An entire structure or union object shall be aligned on the same boundary as its most strictly aligned member.
Each member shall be assigned to the lowest available offset with the appropriate alignment. This may require internal padding, depending on the previous member.
A structure's size shall be increased, if necessary, to make it a multiple of the alignment. This may require tail padding, depending on the last member.
A conforming application shall not read padding.
Figure 2-1. Structure Smaller Than A Word
Figure 2-2. No Padding
C struct and union definitions may have bit-fields, which define integral objects with a specified number of bits.

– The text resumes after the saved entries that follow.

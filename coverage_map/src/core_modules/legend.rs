// THEORY:
// A `Legend` is the key printed beside one coverage map: which exact color stands for
// which televised event. One legend exists per map image and it never changes while
// that map is being queried.
//
// Key architectural principles:
// 1.  **Unique Colors**: Two events can never share a color. Any constructor that
//     would silently overwrite an entry fails with `DuplicateColor` instead.
// 2.  **Fail Fast At The Boundary**: Persisted legends use tuple strings as JSON
//     object keys. Every key is parsed when the legend is loaded; a single bad key
//     rejects the whole legend, because a partially loaded legend would produce
//     wrong answers rather than missing ones.
// 3.  **Deterministic Output**: Serialization walks colors in ascending order so the
//     same legend always produces the same document.

use crate::core_modules::color_key::ColorKey;
use crate::core_modules::event_record::EventRecord;
use crate::error::LegendError;
use serde::ser::SerializeMap;
use serde::{Deserialize, Deserializer, Serialize, Serializer};
use std::collections::{BTreeMap, HashMap};

/// Immutable mapping from an exact map color to the event it represents.
#[derive(Debug, Clone, Default, PartialEq, Eq)]
pub struct Legend {
    entries: HashMap<ColorKey, EventRecord>,
}

impl Legend {
    pub fn new() -> Self {
        Self::default()
    }

    /// Builds a legend from `(color, record)` pairs, rejecting repeated colors.
    pub fn from_entries<I>(entries: I) -> Result<Self, LegendError>
    where
        I: IntoIterator<Item = (ColorKey, EventRecord)>,
    {
        let mut legend = Self::new();
        for (color, record) in entries {
            legend.insert(color, record)?;
        }
        Ok(legend)
    }

    pub(crate) fn insert(&mut self, color: ColorKey, record: EventRecord) -> Result<(), LegendError> {
        if self.entries.contains_key(&color) {
            return Err(LegendError::DuplicateColor(color));
        }
        self.entries.insert(color, record);
        Ok(())
    }

    pub fn get(&self, color: &ColorKey) -> Option<&EventRecord> {
        self.entries.get(color)
    }

    pub fn contains(&self, color: &ColorKey) -> bool {
        self.entries.contains_key(color)
    }

    pub fn len(&self) -> usize {
        self.entries.len()
    }

    pub fn is_empty(&self) -> bool {
        self.entries.is_empty()
    }

    pub fn iter(&self) -> impl Iterator<Item = (&ColorKey, &EventRecord)> {
        self.entries.iter()
    }

    /// All registered colors in ascending order.
    pub fn colors(&self) -> Vec<ColorKey> {
        let mut colors: Vec<ColorKey> = self.entries.keys().copied().collect();
        colors.sort();
        colors
    }

    /// Loads a persisted legend: a JSON object keyed by `"(r, g, b, a)"` strings.
    pub fn from_json_str(json: &str) -> Result<Self, LegendError> {
        let raw: BTreeMap<String, EventRecord> = serde_json::from_str(json)?;
        Self::try_from(raw)
    }

    pub fn to_json_string(&self) -> Result<String, LegendError> {
        Ok(serde_json::to_string_pretty(self)?)
    }
}

impl TryFrom<BTreeMap<String, EventRecord>> for Legend {
    type Error = LegendError;

    fn try_from(raw: BTreeMap<String, EventRecord>) -> Result<Self, Self::Error> {
        let mut legend = Legend::new();
        for (key, record) in raw {
            let color = key
                .parse::<ColorKey>()
                .map_err(|source| LegendError::MalformedEntry {
                    key: key.clone(),
                    source,
                })?;
            legend.insert(color, record)?;
        }
        Ok(legend)
    }
}

impl Serialize for Legend {
    fn serialize<S: Serializer>(&self, serializer: S) -> Result<S::Ok, S::Error> {
        let mut map = serializer.serialize_map(Some(self.entries.len()))?;
        for color in self.colors() {
            if let Some(record) = self.entries.get(&color) {
                map.serialize_entry(&color.to_string(), record)?;
            }
        }
        map.end()
    }
}

impl<'de> Deserialize<'de> for Legend {
    fn deserialize<D: Deserializer<'de>>(deserializer: D) -> Result<Self, D::Error> {
        let raw = BTreeMap::<String, EventRecord>::deserialize(deserializer)?;
        Legend::try_from(raw).map_err(serde::de::Error::custom)
    }
}

#[cfg(test)]
mod tests {
    use super::*;
    use crate::error::ColorKeyError;

    fn sample_record(matchup: &str) -> EventRecord {
        EventRecord::new("Sunday", matchup).with_announcers("Booth")
    }

    #[test]
    fn lookup_is_exact() {
        let legend = Legend::from_entries([(ColorKey::opaque(10, 20, 30), sample_record("A@B"))]).unwrap();

        assert_eq!(legend.len(), 1);
        assert_eq!(legend.get(&ColorKey::opaque(10, 20, 30)).map(|r| r.matchup.as_str()), Some("A@B"));
        assert!(legend.get(&ColorKey::opaque(10, 20, 31)).is_none());
        assert!(legend.get(&ColorKey::new(10, 20, 30, 254)).is_none());
    }

    #[test]
    fn duplicate_colors_are_rejected() {
        let color = ColorKey::opaque(1, 1, 1);
        let result = Legend::from_entries([(color, sample_record("A@B")), (color, sample_record("C@D"))]);
        assert!(matches!(result, Err(LegendError::DuplicateColor(c)) if c == color));
    }

    #[test]
    fn loads_persisted_tuple_keys() {
        let json = r#"{
            "(10, 20, 30, 255)": {"day": "Sunday", "matchup": "A@B", "announcers": "X, Y"},
            "(1,2,3,255)": {"day": "Sunday", "matchup": "C@D"}
        }"#;
        let legend = Legend::from_json_str(json).unwrap();

        assert_eq!(legend.len(), 2);
        assert_eq!(legend.get(&ColorKey::opaque(1, 2, 3)).unwrap().matchup, "C@D");
        assert_eq!(legend.colors(), vec![ColorKey::opaque(1, 2, 3), ColorKey::opaque(10, 20, 30)]);
    }

    #[test]
    fn malformed_key_fails_the_whole_legend() {
        let json = r#"{
            "(10, 20, 30, 255)": {"matchup": "A@B"},
            "(10, 20, 30)": {"matchup": "C@D"}
        }"#;
        match Legend::from_json_str(json) {
            Err(LegendError::MalformedEntry { key, source }) => {
                assert_eq!(key, "(10, 20, 30)");
                assert_eq!(source, ColorKeyError::ChannelCount { found: 3 });
            }
            other => panic!("expected malformed entry, got {other:?}"),
        }
    }

    #[test]
    fn textually_different_keys_for_one_color_are_duplicates() {
        let json = r#"{
            "(10, 20, 30, 255)": {"matchup": "A@B"},
            "(10,20,30,255)": {"matchup": "C@D"}
        }"#;
        assert!(matches!(Legend::from_json_str(json), Err(LegendError::DuplicateColor(_))));
    }

    #[test]
    fn serializes_in_color_order() {
        let legend = Legend::from_entries([
            (ColorKey::opaque(200, 0, 0), sample_record("Late")),
            (ColorKey::opaque(5, 0, 0), sample_record("Early")),
        ])
        .unwrap();

        let json = legend.to_json_string().unwrap();
        let early = json.find("(5, 0, 0, 255)").unwrap();
        let late = json.find("(200, 0, 0, 255)").unwrap();
        assert!(early < late);

        assert_eq!(Legend::from_json_str(&json).unwrap(), legend);
    }
}
use std::time::Duration;

use parking_lot::Mutex;
use tokio::time::Instant;

/// Whether the host surface is currently visible to the user.
#[derive(Debug, Clone, Copy, PartialEq, Eq, Default)]
pub enum Visibility {
    #[default]
    Visible,
    Hidden,
}

/// Backpressure for the health poll.
///
/// Suppresses the call while hidden, within `min_interval` of the previous
/// sent call, or when unauthenticated after the first call.
pub(crate) struct HealthThrottle {
    min_interval: Duration,
    last_sent: Mutex<Option<Instant>>,
}

impl HealthThrottle {
    pub(crate) fn new(min_interval: Duration) -> Self {
        Self {
            min_interval,
            last_sent: Mutex::new(None),
        }
    }

    /// `Ok(())` records a send; `Err` names the suppression rule.
    pub(crate) fn check(
        &self,
        visibility: Visibility,
        authenticated: bool,
    ) -> Result<(), &'static str> {
        if visibility == Visibility::Hidden {
            return Err("tab hidden");
        }
        let mut last = self.last_sent.lock();
        if let Some(at) = *last {
            if at.elapsed() < self.min_interval {
                return Err("polled too recently");
            }
            if !authenticated {
                return Err("not authenticated");
            }
        }
        *last = Some(Instant::now());
        Ok(())
    }
}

Bit fields that are declared with neither signed nor unsigned specifier shall always be treated as unsigned. Bit fields obey the same size and alignment rules as other structure and union members, with the following additional properties:
Bit-fields are allocated from right to left (least to most significant).
A bit-field must entirely reside in a storage unit for its appropriate type. A bit field shall never cross its unit boundary.
Bit-fields may share a storage unit with other struct/union members, including members that are not bit fields. Such other struct/union members shall occupy different parts of the storage unit.
The type of unnamed bit-fields shall not affect the alignment of a structure or union, although individual bit-field member offsets shall obey the alignment constraints.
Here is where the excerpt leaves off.